* PROBLEM DETAILS *
Every line containing the word "Clone" is to be copied from the data below.

* INFORMATION SHOWN *
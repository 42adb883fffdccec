//! Protocol Messages
//!
//! The four message kinds exchanged between nodes, their children and
//! their clients.

use serde::{Deserialize, Serialize};
use std::net::SocketAddr;

/// What a child registers as
#[derive(Debug, Clone, Copy, PartialEq, Eq, Hash, Serialize, Deserialize)]
#[serde(rename_all = "SCREAMING_SNAKE_CASE")]
pub enum ChildKind {
    /// A leaf endpoint, answered directly
    Host,
    /// A delegated name server, answered with a referral
    Subdomain,
}

impl std::fmt::Display for ChildKind {
    fn fmt(&self, f: &mut std::fmt::Formatter<'_>) -> std::fmt::Result {
        match self {
            ChildKind::Host => write!(f, "host"),
            ChildKind::Subdomain => write!(f, "subdomain"),
        }
    }
}

/// Result of resolving a queried name
#[derive(Debug, Clone, Copy, PartialEq, Eq, Serialize, Deserialize)]
#[serde(tag = "type", content = "endpoint", rename_all = "SCREAMING_SNAKE_CASE")]
pub enum QueryOutcome {
    /// The name is a host; here is its endpoint
    Answer(SocketAddr),
    /// Ask this endpoint instead
    Refer(SocketAddr),
    /// No such name
    NotFound,
}

impl std::fmt::Display for QueryOutcome {
    fn fmt(&self, f: &mut std::fmt::Formatter<'_>) -> std::fmt::Result {
        match self {
            QueryOutcome::Answer(endpoint) => write!(f, "answer {}", endpoint),
            QueryOutcome::Refer(endpoint) => write!(f, "refer {}", endpoint),
            QueryOutcome::NotFound => write!(f, "not found"),
        }
    }
}

/// A single datagram's worth of protocol
#[derive(Debug, Clone, PartialEq, Eq, Serialize, Deserialize)]
#[serde(tag = "kind", rename_all = "SCREAMING_SNAKE_CASE")]
pub enum Message {
    #[serde(rename_all = "camelCase")]
    Register { child_kind: ChildKind, name: String },

    #[serde(rename_all = "camelCase")]
    RegisterResult {
        success: bool,
        #[serde(default, skip_serializing_if = "Option::is_none")]
        error_text: Option<String>,
    },

    Query { name: String },

    QueryResult { outcome: QueryOutcome },
}

impl Message {
    /// Registration request
    pub fn register(child_kind: ChildKind, name: impl Into<String>) -> Self {
        Message::Register {
            child_kind,
            name: name.into(),
        }
    }

    /// Successful registration reply
    pub fn registered() -> Self {
        Message::RegisterResult {
            success: true,
            error_text: None,
        }
    }

    /// Failed registration reply
    pub fn rejected(reason: impl Into<String>) -> Self {
        Message::RegisterResult {
            success: false,
            error_text: Some(reason.into()),
        }
    }

    /// Name lookup
    pub fn query(name: impl Into<String>) -> Self {
        Message::Query { name: name.into() }
    }

    /// Short kind label used in logs
    pub fn kind(&self) -> &'static str {
        match self {
            Message::Register { .. } => "REGISTER",
            Message::RegisterResult { .. } => "REGISTER_RESULT",
            Message::Query { .. } => "QUERY",
            Message::QueryResult { .. } => "QUERY_RESULT",
        }
    }
}

impl From<QueryOutcome> for Message {
    fn from(outcome: QueryOutcome) -> Self {
        Message::QueryResult { outcome }
    }
}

* RESPONSE FOR THIS EXERCISE *
#[derive(Debug, Clone, Copy, PartialEq, Eq, Hash, Serialize, Deserialize)]
#[derive(Debug, Clone, Copy, PartialEq, Eq, Serialize, Deserialize)]
#[derive(Debug, Clone, PartialEq, Eq, Serialize, Deserialize)]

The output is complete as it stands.